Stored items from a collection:
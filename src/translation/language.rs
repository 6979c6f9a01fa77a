//! Supported languages and a script-based source language guess.

use anyhow::Result;

use crate::ui::Style;

/// A language offered in the language pickers.
#[derive(Debug, Clone, Copy, PartialEq, Eq)]
pub struct LanguageTag {
    /// Canonical tag stored in the config file (e.g. "Chinese-Simplified").
    pub tag: &'static str,
    /// Short alias accepted on the command line.
    pub code: &'static str,
    /// Name written into prompts.
    pub display_name: &'static str,
}

pub const JAPANESE: LanguageTag = LanguageTag {
    tag: "Japanese",
    code: "ja",
    display_name: "Japanese",
};

pub const CHINESE_SIMPLIFIED: LanguageTag = LanguageTag {
    tag: "Chinese-Simplified",
    code: "zh",
    display_name: "Simplified Chinese",
};

pub const CHINESE_TRADITIONAL: LanguageTag = LanguageTag {
    tag: "Chinese-Traditional",
    code: "zh-TW",
    display_name: "Traditional Chinese",
};

pub const KOREAN: LanguageTag = LanguageTag {
    tag: "Korean",
    code: "ko",
    display_name: "Korean",
};

pub const ENGLISH: LanguageTag = LanguageTag {
    tag: "English",
    code: "en",
    display_name: "English",
};

pub const SUPPORTED_LANGUAGES: &[LanguageTag] = &[
    JAPANESE,
    CHINESE_SIMPLIFIED,
    CHINESE_TRADITIONAL,
    KOREAN,
    ENGLISH,
];

/// Looks up a language by tag or short code, ignoring ASCII case.
pub fn find_language(name: &str) -> Option<&'static LanguageTag> {
    let name = name.trim();
    SUPPORTED_LANGUAGES
        .iter()
        .find(|l| l.tag.eq_ignore_ascii_case(name) || l.code.eq_ignore_ascii_case(name))
}

/// Returns the prompt name for a language.
///
/// Unknown names are passed through unchanged so that new languages can be
/// requested without a table update.
pub fn display_name(name: &str) -> &str {
    find_language(name).map_or(name, |l| l.display_name)
}

/// Prints all supported languages to stdout.
pub fn print_languages() {
    println!("{}", Style::header("Supported languages"));
    for language in SUPPORTED_LANGUAGES {
        println!(
            "  {:6} {:20} {}",
            Style::code(language.code),
            language.tag,
            Style::secondary(language.display_name)
        );
    }
}

/// Validates that the given language is in the supported table.
pub fn validate_language(name: &str) -> Result<&'static LanguageTag> {
    find_language(name).ok_or_else(|| {
        anyhow::anyhow!(
            "Invalid language: '{name}'\n\n\
             Valid languages: {}\n\
             Run 'deepyami languages' to see all supported languages.",
            SUPPORTED_LANGUAGES
                .iter()
                .map(|l| l.tag)
                .collect::<Vec<_>>()
                .join(", ")
        )
    })
}

const fn is_kana(c: char) -> bool {
    matches!(c, '\u{3040}'..='\u{309F}' | '\u{30A0}'..='\u{30FF}' | '\u{31F0}'..='\u{31FF}')
}

const fn is_hangul(c: char) -> bool {
    matches!(c, '\u{AC00}'..='\u{D7AF}' | '\u{1100}'..='\u{11FF}' | '\u{3130}'..='\u{318F}')
}

const fn is_han(c: char) -> bool {
    matches!(c, '\u{4E00}'..='\u{9FFF}' | '\u{3400}'..='\u{4DBF}' | '\u{F900}'..='\u{FAFF}')
}

/// Guesses the language of `text` from the scripts it uses.
///
/// Kana wins over Han (Japanese mixes both), then Hangul, then Han, then
/// Latin letters. Returns `None` when no letters are found.
pub fn detect_language(text: &str) -> Option<&'static LanguageTag> {
    let mut han = false;
    let mut hangul = false;
    let mut latin = false;

    for c in text.chars() {
        if is_kana(c) {
            return Some(&JAPANESE);
        }
        hangul |= is_hangul(c);
        han |= is_han(c);
        latin |= c.is_ascii_alphabetic();
    }

    if hangul {
        Some(&KOREAN)
    } else if han {
        Some(&CHINESE_SIMPLIFIED)
    } else if latin {
        Some(&ENGLISH)
    } else {
        None
    }
}

/// Picks a target language for `text`.
///
/// When the text already looks like it is written in `preferred_target`,
/// the translation goes the other way, into `fallback_source`.
pub fn auto_target<'a>(text: &str, preferred_target: &'a str, fallback_source: &'a str) -> &'a str {
    let preferred = find_language(preferred_target);
    match (detect_language(text), preferred) {
        (Some(detected), Some(target)) if detected == target => fallback_source,
        _ => preferred_target,
    }
}
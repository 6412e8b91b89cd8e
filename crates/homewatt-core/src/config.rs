//! Configuration resolution for homewatt.
//!
//! Implements hierarchical config resolution:
//! 1. Built-in defaults
//! 2. Global config (~/.config/homewatt/settings.json)
//! 3. Project config (.homewatt/settings.json)
//! 4. Environment variables
//! 5. CLI arguments (highest priority, applied by the binary)

use serde::{Deserialize, Serialize};
use std::path::{Path, PathBuf};

use crate::error::{Error, Result};

/// Complete homewatt configuration.
#[derive(Debug, Clone, Serialize, Deserialize, Default)]
pub struct Config {
    #[serde(default)]
    pub supervisor: SupervisorConfig,
    #[serde(default)]
    pub worker: WorkerConfig,
    #[serde(default)]
    pub server: ServerConfig,
    #[serde(default)]
    pub database: DatabaseConfig,
    #[serde(default)]
    pub preflight: PreflightConfig,
}

/// Supervisor-specific configuration.
#[derive(Debug, Clone, Serialize, Deserialize)]
#[serde(default)]
pub struct SupervisorConfig {
    /// Seconds to wait between starting the worker and the server.
    /// Best-effort ordering only, not a readiness check.
    pub startup_delay_secs: u64,
    /// Seconds to wait for graceful survivor shutdown before SIGKILL.
    pub terminate_timeout_secs: u64,
    pub log_level: String,
}

impl Default for SupervisorConfig {
    fn default() -> Self {
        Self {
            startup_delay_secs: 5,
            terminate_timeout_secs: 5,
            log_level: "info".to_string(),
        }
    }
}

/// Configuration for the periodic energy-calculation worker.
#[derive(Debug, Clone, Serialize, Deserialize)]
#[serde(default)]
pub struct WorkerConfig {
    /// Program and arguments; `--scheduler --interval <minutes>` is appended
    /// at launch.
    pub command: Vec<String>,
    /// Poll interval in minutes.
    pub interval_minutes: u64,
}

impl Default for WorkerConfig {
    fn default() -> Self {
        Self {
            command: vec!["python3".to_string(), "energy_calculator.py".to_string()],
            interval_minutes: 5,
        }
    }
}

/// Configuration for the HTTP API server process.
#[derive(Debug, Clone, Serialize, Deserialize)]
#[serde(default)]
pub struct ServerConfig {
    /// Program and arguments, used as-is. Port 8000 is a contract owned by
    /// the API component; the default merely forwards it.
    pub command: Vec<String>,
}

impl Default for ServerConfig {
    fn default() -> Self {
        Self {
            command: vec![
                "uvicorn".to_string(),
                "api_app:app".to_string(),
                "--host".to_string(),
                "0.0.0.0".to_string(),
                "--port".to_string(),
                "8000".to_string(),
            ],
        }
    }
}

/// Shared database file configuration.
///
/// The supervisor provisions the file but never opens it; the schema is
/// owned by the worker and server processes.
#[derive(Debug, Clone, Serialize, Deserialize)]
#[serde(default)]
pub struct DatabaseConfig {
    pub path: PathBuf,
}

impl Default for DatabaseConfig {
    fn default() -> Self {
        Self {
            path: PathBuf::from("/data/smart_home_energy.db"),
        }
    }
}

/// Pre-flight step configuration.
#[derive(Debug, Clone, Serialize, Deserialize, Default)]
#[serde(default)]
pub struct PreflightConfig {
    /// Optional command run after provisioning and before either child is
    /// spawned. Startup aborts if it reports a non-zero status.
    pub patch_command: Option<Vec<String>>,
    /// Skip database file provisioning entirely.
    pub skip_provision: bool,
}

/// Configuration source priority (lowest to highest).
#[derive(Debug, Clone, Copy, PartialEq, Eq, PartialOrd, Ord)]
pub enum ConfigSource {
    Default = 0,
    Global = 1,
    Project = 2,
    Environment = 3,
    Cli = 4,
}

/// Load configuration with hierarchical resolution.
pub fn load_config(project_dir: Option<&Path>) -> Result<Config> {
    let mut config = Config::default();

    // Load global config
    if let Some(global_path) = global_config_path() {
        if global_path.exists() {
            let global = load_config_file(&global_path)?;
            merge_config(&mut config, global);
        }
    }

    // Load project config
    if let Some(dir) = project_dir {
        let project_path = dir.join(".homewatt").join("settings.json");
        if project_path.exists() {
            let project = load_config_file(&project_path)?;
            merge_config(&mut config, project);
        }
    }

    // Apply environment overrides
    apply_env_overrides(&mut config);

    Ok(config)
}

/// Get the global config file path.
pub fn global_config_path() -> Option<PathBuf> {
    #[cfg(target_os = "windows")]
    {
        std::env::var("USERPROFILE")
            .ok()
            .map(|h| PathBuf::from(h).join(".homewatt").join("settings.json"))
    }
    #[cfg(target_os = "macos")]
    {
        std::env::var("HOME")
            .ok()
            .map(|h| PathBuf::from(h).join("Library/Application Support/homewatt/settings.json"))
    }
    #[cfg(target_os = "linux")]
    {
        std::env::var("XDG_CONFIG_HOME")
            .ok()
            .map(PathBuf::from)
            .or_else(|| std::env::var("HOME").ok().map(|h| PathBuf::from(h).join(".config")))
            .map(|p| p.join("homewatt").join("settings.json"))
    }
    #[cfg(not(any(target_os = "windows", target_os = "macos", target_os = "linux")))]
    {
        None
    }
}

fn load_config_file(path: &Path) -> Result<Config> {
    let content = std::fs::read_to_string(path).map_err(|e| {
        Error::Config(format!("Failed to read config file {}: {}", path.display(), e))
    })?;
    serde_json::from_str(&content).map_err(|e| {
        Error::Config(format!("Failed to parse config file {}: {}", path.display(), e))
    })
}

fn merge_config(base: &mut Config, overlay: Config) {
    // Merge supervisor config
    base.supervisor = overlay.supervisor;

    // Merge worker/server config; an empty command keeps the lower layer
    if !overlay.worker.command.is_empty() {
        base.worker.command = overlay.worker.command;
    }
    base.worker.interval_minutes = overlay.worker.interval_minutes;
    if !overlay.server.command.is_empty() {
        base.server.command = overlay.server.command;
    }

    // Merge database config
    base.database = overlay.database;

    // Merge preflight config
    if overlay.preflight.patch_command.is_some() {
        base.preflight.patch_command = overlay.preflight.patch_command;
    }
    base.preflight.skip_provision = overlay.preflight.skip_provision;
}

fn apply_env_overrides(config: &mut Config) {
    if let Ok(val) = std::env::var("HOMEWATT_INTERVAL_MINUTES") {
        if let Ok(n) = val.parse() {
            config.worker.interval_minutes = n;
        }
    }
    if let Ok(val) = std::env::var("HOMEWATT_STARTUP_DELAY") {
        if let Ok(n) = val.parse() {
            config.supervisor.startup_delay_secs = n;
        }
    }
    if let Ok(val) = std::env::var("HOMEWATT_TERMINATE_TIMEOUT") {
        if let Ok(n) = val.parse() {
            config.supervisor.terminate_timeout_secs = n;
        }
    }
    if let Ok(val) = std::env::var("HOMEWATT_DB_PATH") {
        config.database.path = PathBuf::from(val);
    }
    if let Ok(val) = std::env::var("HOMEWATT_LOG_LEVEL") {
        config.supervisor.log_level = val;
    }
}
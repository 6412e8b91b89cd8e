//! Shared tracing/logging initialization.
//!
//! The supervisor binary (and any future homewatt binary) sets up
//! `tracing_subscriber` the same way: an env-filter seeded from `RUST_LOG`
//! with a caller-provided fallback, and optional JSON output.

use tracing_subscriber::{EnvFilter, layer::SubscriberExt, util::SubscriberInitExt};

/// Initialise the global tracing subscriber.
///
/// * `default_filter` -- fallback filter when `RUST_LOG` is not set
///   (e.g. `"homewatt_supervisor=info"`).
/// * `log_json` -- when `true`, emit structured JSON log lines instead of the
///   human-readable format.
pub fn init_tracing(default_filter: &str, log_json: bool) {
    let env_filter =
        EnvFilter::try_from_default_env().unwrap_or_else(|_| EnvFilter::new(default_filter));
    if log_json {
        tracing_subscriber::registry()
            .with(env_filter)
            .with(tracing_subscriber::fmt::layer().json())
            .init();
    } else {
        tracing_subscriber::registry()
            .with(env_filter)
            .with(tracing_subscriber::fmt::layer())
            .init();
    }
}
//! Child process management for the worker and server.

pub mod spec;
pub mod supervisor;

pub use spec::{ChildRole, ChildSpec};
pub use supervisor::{
    ExitReport, Supervisor, SupervisorError, SupervisorSpec, TermSignal, exit_status_code,
};
#![allow(clippy::unwrap_used)] // Integration tests use unwrap for brevity
#![cfg(unix)]

//! End-to-end tests for the supervisor loop.
//!
//! Children are /bin/sh scripts that write markers into a tempdir, which
//! lets the tests observe spawn ordering, signal delivery, and exit
//! propagation without a real worker or API server.

use std::path::Path;
use std::time::Duration;

use tokio::sync::mpsc;

use homewatt_supervisor::process::{
    ChildRole, ChildSpec, Supervisor, SupervisorError, SupervisorSpec, TermSignal,
};

fn sh(role: ChildRole, script: &str) -> ChildSpec {
    ChildSpec::new(
        role,
        &["/bin/sh".to_string(), "-c".to_string(), script.to_string()],
    )
    .unwrap()
}

fn spec(worker: ChildSpec, server: ChildSpec, startup_delay: Duration) -> SupervisorSpec {
    SupervisorSpec {
        worker,
        server,
        startup_delay,
        terminate_timeout: Duration::from_secs(2),
    }
}

/// Closed signal channel for runs that never receive a signal.
fn no_signals() -> mpsc::Receiver<TermSignal> {
    let (_, rx) = mpsc::channel(1);
    rx
}

/// Wait until `path` exists, panicking after a generous timeout.
async fn wait_for_file(path: &Path) {
    for _ in 0..200 {
        if path.exists() {
            return;
        }
        tokio::time::sleep(Duration::from_millis(25)).await;
    }
    panic!("file never appeared: {}", path.display());
}

#[tokio::test]
async fn both_children_successful_exit_propagates_zero() {
    let supervisor = Supervisor::start(spec(
        sh(ChildRole::Worker, "exit 0"),
        sh(ChildRole::Server, "sleep 5"),
        Duration::from_millis(10),
    ))
    .await
    .unwrap();

    let report = supervisor.run(no_signals()).await.unwrap();
    assert_eq!(report.role, ChildRole::Worker);
    assert_eq!(report.exit_code(), 0);
}

#[tokio::test]
async fn worker_failure_code_becomes_supervisor_code() {
    let supervisor = Supervisor::start(spec(
        sh(ChildRole::Worker, "exit 3"),
        sh(ChildRole::Server, "sleep 5"),
        Duration::from_millis(10),
    ))
    .await
    .unwrap();

    let report = supervisor.run(no_signals()).await.unwrap();
    assert_eq!(report.role, ChildRole::Worker);
    assert_eq!(report.exit_code(), 3);
}

#[tokio::test]
async fn server_exit_first_propagates_its_code() {
    let supervisor = Supervisor::start(spec(
        sh(ChildRole::Worker, "sleep 5"),
        sh(ChildRole::Server, "exit 7"),
        Duration::from_millis(10),
    ))
    .await
    .unwrap();

    let report = supervisor.run(no_signals()).await.unwrap();
    assert_eq!(report.role, ChildRole::Server);
    assert_eq!(report.exit_code(), 7);
}

#[tokio::test]
async fn server_never_starts_before_the_startup_delay() {
    let dir = tempfile::TempDir::new().unwrap();
    let worker_marker = dir.path().join("worker.at");
    let server_marker = dir.path().join("server.at");
    let delay = Duration::from_millis(300);

    let supervisor = Supervisor::start(spec(
        sh(
            ChildRole::Worker,
            &format!("date +%s%N > {}; sleep 1", worker_marker.display()),
        ),
        sh(
            ChildRole::Server,
            &format!("date +%s%N > {}; sleep 5", server_marker.display()),
        ),
        delay,
    ))
    .await
    .unwrap();

    wait_for_file(&worker_marker).await;
    wait_for_file(&server_marker).await;

    let report = supervisor.run(no_signals()).await.unwrap();
    assert_eq!(report.role, ChildRole::Worker);

    let worker_ns: u128 = std::fs::read_to_string(&worker_marker)
        .unwrap()
        .trim()
        .parse()
        .unwrap();
    let server_ns: u128 = std::fs::read_to_string(&server_marker)
        .unwrap()
        .trim()
        .parse()
        .unwrap();
    assert!(
        server_ns - worker_ns >= delay.as_nanos(),
        "server started {}ns after worker, expected at least {}ns",
        server_ns - worker_ns,
        delay.as_nanos()
    );
}

#[tokio::test]
async fn one_signal_is_relayed_to_each_child_exactly_once() {
    let dir = tempfile::TempDir::new().unwrap();
    let worker_log = dir.path().join("worker.terms");
    let server_log = dir.path().join("server.terms");

    // The worker exits immediately on SIGTERM and is therefore the first
    // exiter: the only SIGTERM it can ever receive is the relayed one. The
    // server ignores further SIGTERMs once handled, so the survivor
    // shutdown cannot add a second line.
    let worker = sh(
        ChildRole::Worker,
        &format!(
            "trap 'echo term >> {}; exit 0' TERM; while :; do sleep 0.05; done",
            worker_log.display()
        ),
    );
    let server = sh(
        ChildRole::Server,
        &format!(
            "trap 'trap \"\" TERM; echo term >> {}; sleep 0.3; exit 0' TERM; while :; do sleep 0.05; done",
            server_log.display()
        ),
    );

    let supervisor = Supervisor::start(spec(worker, server, Duration::from_millis(10)))
        .await
        .unwrap();

    let (tx, rx) = mpsc::channel(1);
    let run = tokio::spawn(supervisor.run(rx));

    // Give both shells time to install their traps
    tokio::time::sleep(Duration::from_millis(300)).await;
    tx.send(TermSignal::Terminate).await.unwrap();

    let report = run.await.unwrap().unwrap();
    assert_eq!(report.role, ChildRole::Worker);
    assert_eq!(report.exit_code(), 0);

    let worker_terms = std::fs::read_to_string(&worker_log).unwrap();
    assert_eq!(
        worker_terms.lines().count(),
        1,
        "worker should see exactly one SIGTERM: {worker_terms:?}"
    );
    let server_terms = std::fs::read_to_string(&server_log).unwrap();
    assert_eq!(
        server_terms.lines().count(),
        1,
        "server should see exactly one relayed SIGTERM: {server_terms:?}"
    );
}

#[tokio::test]
async fn relaying_to_an_already_exited_child_is_a_noop() {
    let supervisor = Supervisor::start(spec(
        sh(ChildRole::Worker, "exit 0"),
        sh(ChildRole::Server, "sleep 5"),
        Duration::from_millis(10),
    ))
    .await
    .unwrap();

    // Let the worker die before relaying
    tokio::time::sleep(Duration::from_millis(300)).await;
    supervisor.relay_termination(TermSignal::Terminate);

    let report = supervisor.run(no_signals()).await.unwrap();
    assert_eq!(report.role, ChildRole::Worker);
    assert_eq!(report.exit_code(), 0);
}

#[tokio::test]
async fn signal_killed_child_maps_to_128_plus_signal() {
    // The worker dies from an un-trapped SIGTERM relayed by the supervisor
    let supervisor = Supervisor::start(spec(
        sh(ChildRole::Worker, "sleep 5"),
        sh(ChildRole::Server, "sleep 5"),
        Duration::from_millis(10),
    ))
    .await
    .unwrap();

    let (tx, rx) = mpsc::channel(1);
    let run = tokio::spawn(supervisor.run(rx));
    tokio::time::sleep(Duration::from_millis(200)).await;
    tx.send(TermSignal::Terminate).await.unwrap();

    let report = run.await.unwrap().unwrap();
    assert_eq!(report.exit_code(), 128 + libc::SIGTERM);
}

#[tokio::test]
async fn worker_spawn_failure_surfaces_the_role() {
    let worker = ChildSpec::new(
        ChildRole::Worker,
        &["/nonexistent/homewatt-worker".to_string()],
    )
    .unwrap();
    let server = sh(ChildRole::Server, "sleep 1");

    let result = Supervisor::start(spec(worker, server, Duration::from_millis(10))).await;
    match result {
        Err(SupervisorError::Spawn { role, .. }) => assert_eq!(role, ChildRole::Worker),
        other => panic!("expected worker spawn failure, got {other:?}"),
    }
}

#[tokio::test]
async fn server_spawn_failure_kills_the_worker() {
    let dir = tempfile::TempDir::new().unwrap();
    let marker = dir.path().join("worker.pid");

    let worker = sh(
        ChildRole::Worker,
        &format!("echo $$ > {}; sleep 30", marker.display()),
    );
    let server = ChildSpec::new(
        ChildRole::Server,
        &["/nonexistent/homewatt-server".to_string()],
    )
    .unwrap();

    // A long enough delay that the worker shell has written its marker
    // before the server spawn fails
    let result = Supervisor::start(spec(worker, server, Duration::from_millis(300))).await;
    assert!(matches!(
        result,
        Err(SupervisorError::Spawn {
            role: ChildRole::Server,
            ..
        })
    ));

    // The worker shell must be gone; signal 0 probes for existence
    wait_for_file(&marker).await;
    let pid: i32 = std::fs::read_to_string(&marker)
        .unwrap()
        .trim()
        .parse()
        .unwrap();
    for _ in 0..200 {
        // SAFETY: signal 0 performs no delivery, only an existence check
        #[allow(unsafe_code)]
        let gone = unsafe { libc::kill(pid, 0) } != 0;
        if gone {
            return;
        }
        tokio::time::sleep(Duration::from_millis(25)).await;
    }
    panic!("worker (pid {pid}) still alive after server spawn failure");
}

→ AIM OF THE EXERCISE
Repeat exactly the lines above from the one with "pub const ENGLISH: LanguageTag" up to and including the one with "pub fn display_name(name: &str)". No other line belongs in the reply.

→ EXPECTED ANSWER
pub const ENGLISH: LanguageTag = LanguageTag {
    tag: "English",
    code: "en",
    display_name: "English",
};

pub const SUPPORTED_LANGUAGES: &[LanguageTag] = &[
    JAPANESE,
    CHINESE_SIMPLIFIED,
    CHINESE_TRADITIONAL,
    KOREAN,
    ENGLISH,
];

/// Looks up a language by tag or short code, ignoring ASCII case.
pub fn find_language(name: &str) -> Option<&'static LanguageTag> {
    let name = name.trim();
    SUPPORTED_LANGUAGES
        .iter()
        .find(|l| l.tag.eq_ignore_ascii_case(name) || l.code.eq_ignore_ascii_case(name))
}

/// Returns the prompt name for a language.
///
/// Unknown names are passed through unchanged so that new languages can be
/// requested without a table update.
pub fn display_name(name: &str) -> &str {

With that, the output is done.